■ **Entries shown**:
____

//! HTTP request handlers for the elevation service.

use std::sync::{Arc, PoisonError};

use axum::{
    body::Bytes,
    extract::{rejection::QueryRejection, Path, Query, State},
    http::StatusCode,
    response::{IntoResponse, Response},
    Json,
};
use serde::Serialize;
use serde_json::Value;

use crate::{AppState, Tier};

/// Query parameters for the GET lookup endpoints.
#[derive(Debug, Default, PartialEq)]
pub struct LookupQuery {
    /// `lat,lng` pairs separated by `;`.
    pub locations: Option<String>,
}

/// Raw query pairs; unparseable query strings become a JSON 400.
pub type QueryPairs = Result<Query<Vec<(String, String)>>, QueryRejection>;

impl LookupQuery {
    /// Pick `locations` out of decoded query pairs; the last one wins.
    pub fn from_pairs(pairs: Vec<(String, String)>) -> Self {
        Self {
            locations: pairs
                .into_iter()
                .filter(|(key, _)| key == "locations")
                .map(|(_, value)| value)
                .last(),
        }
    }

    fn extract(query: QueryPairs) -> Result<Self, ApiError> {
        let Query(pairs) = query.map_err(|e| {
            tracing::debug!(error = %e, "Rejected query string");
            ApiError::bad_request("Bad query string.")
        })?;
        Ok(Self::from_pairs(pairs))
    }
}

/// Elevation of one requested location.
#[derive(Debug, Serialize, PartialEq)]
pub struct LocationResult {
    pub latitude: f64,
    pub longitude: f64,
    /// Elevation in meters; 0 outside coverage.
    pub elevation: i32,
}

/// Successful lookup response, one result per location in request order.
#[derive(Debug, Serialize)]
pub struct LookupResponse {
    pub results: Vec<LocationResult>,
}

/// Error response.
#[derive(Debug, Serialize)]
pub struct ErrorResponse {
    /// Error message.
    pub error: String,
}

/// Health check response.
#[derive(Debug, Serialize)]
pub struct HealthResponse {
    /// Service status.
    pub status: String,
    /// Service version.
    pub version: String,
    /// Configured tier names.
    pub tiers: Vec<String>,
}

/// Cache statistics for one tier.
#[derive(Debug, Serialize)]
pub struct TierStats {
    pub name: String,
    /// Number of catalogued tiles.
    pub tiles: usize,
    /// Whether every tile is held in memory.
    pub resident: bool,
    /// Number of tiles currently open.
    pub cached_tiles: u64,
    pub cache_hits: u64,
    pub cache_misses: u64,
    pub cache_evictions: u64,
    /// Cache hit rate (0.0 to 1.0).
    pub hit_rate: f64,
}

/// Cache statistics response.
#[derive(Debug, Serialize)]
pub struct StatsResponse {
    pub tiers: Vec<TierStats>,
}

/// A request that cannot be served, rendered as `{"error": ...}`.
#[derive(Debug)]
pub struct ApiError {
    status: StatusCode,
    message: String,
}

impl ApiError {
    fn bad_request(message: impl Into<String>) -> Self {
        Self {
            status: StatusCode::BAD_REQUEST,
            message: message.into(),
        }
    }

    fn not_found(message: impl Into<String>) -> Self {
        Self {
            status: StatusCode::NOT_FOUND,
            message: message.into(),
        }
    }

    fn internal(message: impl Into<String>) -> Self {
        Self {
            status: StatusCode::INTERNAL_SERVER_ERROR,
            message: message.into(),
        }
    }
}

impl IntoResponse for ApiError {
    fn into_response(self) -> Response {
        (
            self.status,
            Json(ErrorResponse {
                error: self.message,
            }),
        )
            .into_response()
    }
}

/// Parse `lat,lng;lat,lng` from the `locations` query parameter.
///
/// # Errors
///
/// Returns the client-facing message if the parameter is missing or empty,
/// or if any location is not exactly two numbers.
pub fn parse_query_locations(locations: Option<&str>) -> Result<Vec<(f64, f64)>, String> {
    let locations = match locations {
        Some(l) if !l.is_empty() => l,
        _ => return Err("\"Locations\" is required.".to_string()),
    };

    locations
        .split(';')
        .map(|location| {
            let parts: Vec<&str> = location.split(',').collect();
            match parts.as_slice() {
                [lat, lng] => match (lat.trim().parse(), lng.trim().parse()) {
                    (Ok(lat), Ok(lng)) => Ok((lat, lng)),
                    _ => Err(format!("Bad parameter format \"{}\".", location)),
                },
                _ => Err(format!("Bad parameter format \"{}\".", location)),
            }
        })
        .collect()
}

/// Parse `{"locations": [{"latitude": .., "longitude": ..}, ..]}`.
///
/// # Errors
///
/// Returns the client-facing message if the body is not a JSON object, has
/// no non-empty `locations` array, or contains an entry without numeric
/// `latitude` and `longitude`.
pub fn parse_body_locations(body: &[u8]) -> Result<Vec<(f64, f64)>, String> {
    let json: Value = serde_json::from_slice(body).map_err(|_| "Invalid JSON.".to_string())?;
    let object = json.as_object().ok_or_else(|| "Invalid JSON.".to_string())?;

    let locations = match object.get("locations").and_then(Value::as_array) {
        Some(list) if !list.is_empty() => list,
        _ => return Err("\"Locations\" is required in the body.".to_string()),
    };

    locations
        .iter()
        .map(|location| {
            let lat = location.get("latitude").and_then(Value::as_f64);
            let lng = location.get("longitude").and_then(Value::as_f64);
            match (lat, lng) {
                (Some(lat), Some(lng)) => Ok((lat, lng)),
                _ => Err(format!("\"{}\" is not in a valid format.", location)),
            }
        })
        .collect()
}

/// Resolve every location on the tier's service, off the async runtime.
async fn lookup_all(tier: &Tier, locations: Vec<(f64, f64)>) -> Result<LookupResponse, ApiError> {
    let service = Arc::clone(&tier.service);
    let tier_name = tier.name.clone();

    let results = tokio::task::spawn_blocking(move || {
        let mut service = service.lock().unwrap_or_else(PoisonError::into_inner);
        let elevations = service.lookup_batch(&locations);
        locations
            .into_iter()
            .zip(elevations)
            .map(|((latitude, longitude), elevation)| LocationResult {
                latitude,
                longitude,
                elevation,
            })
            .collect::<Vec<_>>()
    })
    .await
    .map_err(|e| {
        tracing::error!(tier = %tier_name, error = %e, "Lookup task failed");
        ApiError::internal("Lookup failed.")
    })?;

    tracing::debug!(tier = %tier.name, count = results.len(), "Lookup served");
    Ok(LookupResponse { results })
}

fn find_tier<'a>(state: &'a AppState, name: &str) -> Result<&'a Tier, ApiError> {
    state
        .tier(name)
        .ok_or_else(|| ApiError::not_found(format!("Unknown tier \"{}\".", name)))
}

async fn get_lookup_on(tier: &Tier, query: LookupQuery) -> Result<Json<LookupResponse>, ApiError> {
    let locations =
        parse_query_locations(query.locations.as_deref()).map_err(ApiError::bad_request)?;
    Ok(Json(lookup_all(tier, locations).await?))
}

async fn post_lookup_on(tier: &Tier, body: &[u8]) -> Result<Json<LookupResponse>, ApiError> {
    let locations = parse_body_locations(body).map_err(ApiError::bad_request)?;
    Ok(Json(lookup_all(tier, locations).await?))
}

/// Look up `?locations=lat,lng;lat,lng` on the default tier.
///
/// # Returns
///
/// - `200 OK` with one result per location
/// - `400 Bad Request` if `locations` is missing or malformed
pub async fn get_lookup(
    State(state): State<Arc<AppState>>,
    query: QueryPairs,
) -> Result<Json<LookupResponse>, ApiError> {
    get_lookup_on(state.default_tier(), LookupQuery::extract(query)?).await
}

/// Look up a JSON body of locations on the default tier.
pub async fn post_lookup(
    State(state): State<Arc<AppState>>,
    body: Bytes,
) -> Result<Json<LookupResponse>, ApiError> {
    post_lookup_on(state.default_tier(), &body).await
}

/// Look up `?locations=...` on a named tier.
///
/// # Returns
///
/// - `200 OK` with one result per location
/// - `400 Bad Request` if `locations` is missing or malformed
/// - `404 Not Found` if the tier is not configured
pub async fn get_tier_lookup(
    State(state): State<Arc<AppState>>,
    Path(tier): Path<String>,
    query: QueryPairs,
) -> Result<Json<LookupResponse>, ApiError> {
    let query = LookupQuery::extract(query)?;
    get_lookup_on(find_tier(&state, &tier)?, query).await
}

/// Look up a JSON body of locations on a named tier.
pub async fn post_tier_lookup(
    State(state): State<Arc<AppState>>,
    Path(tier): Path<String>,
    body: Bytes,
) -> Result<Json<LookupResponse>, ApiError> {
    post_lookup_on(find_tier(&state, &tier)?, &body).await
}

/// Health check endpoint.
///
/// Returns service status, version and configured tiers.
pub async fn health_check(State(state): State<Arc<AppState>>) -> Json<HealthResponse> {
    Json(HealthResponse {
        status: "healthy".to_string(),
        version: env!("CARGO_PKG_VERSION").to_string(),
        tiers: state.tiers().iter().map(|t| t.name.clone()).collect(),
    })
}

/// Get cache statistics for every tier.
pub async fn get_stats(
    State(state): State<Arc<AppState>>,
) -> Result<Json<StatsResponse>, ApiError> {
    let tiers = tokio::task::spawn_blocking(move || {
        state
            .tiers()
            .iter()
            .map(|tier| {
                let service = tier.service.lock().unwrap_or_else(PoisonError::into_inner);
                let stats = service.cache_stats();
                TierStats {
                    name: tier.name.clone(),
                    tiles: service.catalog().len(),
                    resident: service.is_resident(),
                    cached_tiles: stats.entry_count,
                    cache_hits: stats.hit_count,
                    cache_misses: stats.miss_count,
                    cache_evictions: stats.eviction_count,
                    hit_rate: stats.hit_rate(),
                }
            })
            .collect::<Vec<_>>()
    })
    .await
    .map_err(|e| {
        tracing::error!(error = %e, "Stats task failed");
        ApiError::internal("Stats unavailable.")
    })?;

    Ok(Json(StatsResponse { tiers }))
}

#[cfg(test)]
mod tests {
    use super::*;

    #[test]
    fn test_parse_query_locations() {
        let locations = parse_query_locations(Some("15,105;-12.5, 77.25")).unwrap();
        assert_eq!(locations, vec![(15.0, 105.0), (-12.5, 77.25)]);
    }

    #[test]
    fn test_parse_query_locations_errors() {
        assert_eq!(
            parse_query_locations(None).unwrap_err(),
            "\"Locations\" is required."
        );
        assert_eq!(
            parse_query_locations(Some("")).unwrap_err(),
            "\"Locations\" is required."
        );
        assert_eq!(
            parse_query_locations(Some("15,105;abc")).unwrap_err(),
            "Bad parameter format \"abc\"."
        );
        assert_eq!(
            parse_query_locations(Some("1,2,3")).unwrap_err(),
            "Bad parameter format \"1,2,3\"."
        );
        assert_eq!(
            parse_query_locations(Some("15,105;")).unwrap_err(),
            "Bad parameter format \"\"."
        );
    }

    #[test]
    fn test_lookup_query_last_locations_wins() {
        let pair = |k: &str, v: &str| (k.to_string(), v.to_string());

        let query = LookupQuery::from_pairs(vec![
            pair("locations", "15,105"),
            pair("format", "json"),
            pair("locations", "16,106"),
        ]);
        assert_eq!(query.locations.as_deref(), Some("16,106"));

        assert_eq!(
            LookupQuery::from_pairs(vec![pair("format", "json")]),
            LookupQuery::default()
        );
    }

    #[test]
    fn test_parse_body_locations() {
        let body = br#"{"locations": [{"latitude": 15, "longitude": 105.5}]}"#;
        assert_eq!(parse_body_locations(body).unwrap(), vec![(15.0, 105.5)]);
    }

    #[test]
    fn test_parse_body_locations_errors() {
        assert_eq!(parse_body_locations(b"{oops").unwrap_err(), "Invalid JSON.");
        assert_eq!(parse_body_locations(b"[1, 2]").unwrap_err(), "Invalid JSON.");
        assert_eq!(
            parse_body_locations(br#"{"locations": []}"#).unwrap_err(),
            "\"Locations\" is required in the body."
        );
        assert_eq!(
            parse_body_locations(br#"{"points": [{"latitude": 1, "longitude": 2}]}"#).unwrap_err(),
            "\"Locations\" is required in the body."
        );
        assert_eq!(
            parse_body_locations(br#"{"locations": [{"lat": 1, "longitude": 2}]}"#).unwrap_err(),
            "\"{\"lat\":1,\"longitude\":2}\" is not in a valid format."
        );
    }

    #[test]
    fn test_lookup_response_serialize() {
        let response = LookupResponse {
            results: vec![LocationResult {
                latitude: 15.0,
                longitude: 105.0,
                elevation: 505,
            }],
        };
        let json = serde_json::to_value(&response).unwrap();
        assert_eq!(json["results"][0]["elevation"], 505);
        assert_eq!(json["results"][0]["latitude"], 15.0);
    }

    #[test]
    fn test_error_response_serialize() {
        let response = ErrorResponse {
            error: "Invalid JSON.".to_string(),
        };
        let json = serde_json::to_string(&response).unwrap();
        assert_eq!(json, r#"{"error":"Invalid JSON."}"#);
    }
}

____

■ **What you have to do**: Starting at the line that contains "async fn get_lookup_on(tier: &Tier, query: LookupQuery)" and stopping after the line that contains "locations on the default tier.", write out every line exactly as it appears above, and no other line.

■ **Exercise output**:
async fn get_lookup_on(tier: &Tier, query: LookupQuery) -> Result<Json<LookupResponse>, ApiError> {
    let locations =
        parse_query_locations(query.locations.as_deref()).map_err(ApiError::bad_request)?;
    Ok(Json(lookup_all(tier, locations).await?))
}

async fn post_lookup_on(tier: &Tier, body: &[u8]) -> Result<Json<LookupResponse>, ApiError> {
    let locations = parse_body_locations(body).map_err(ApiError::bad_request)?;
    Ok(Json(lookup_all(tier, locations).await?))
}

/// Look up `?locations=lat,lng;lat,lng` on the default tier.
///
/// # Returns
///
/// - `200 OK` with one result per location
/// - `400 Bad Request` if `locations` is missing or malformed
pub async fn get_lookup(
    State(state): State<Arc<AppState>>,
    query: QueryPairs,
) -> Result<Json<LookupResponse>, ApiError> {
    get_lookup_on(state.default_tier(), LookupQuery::extract(query)?).await
}

/// Look up a JSON body of locations on the default tier.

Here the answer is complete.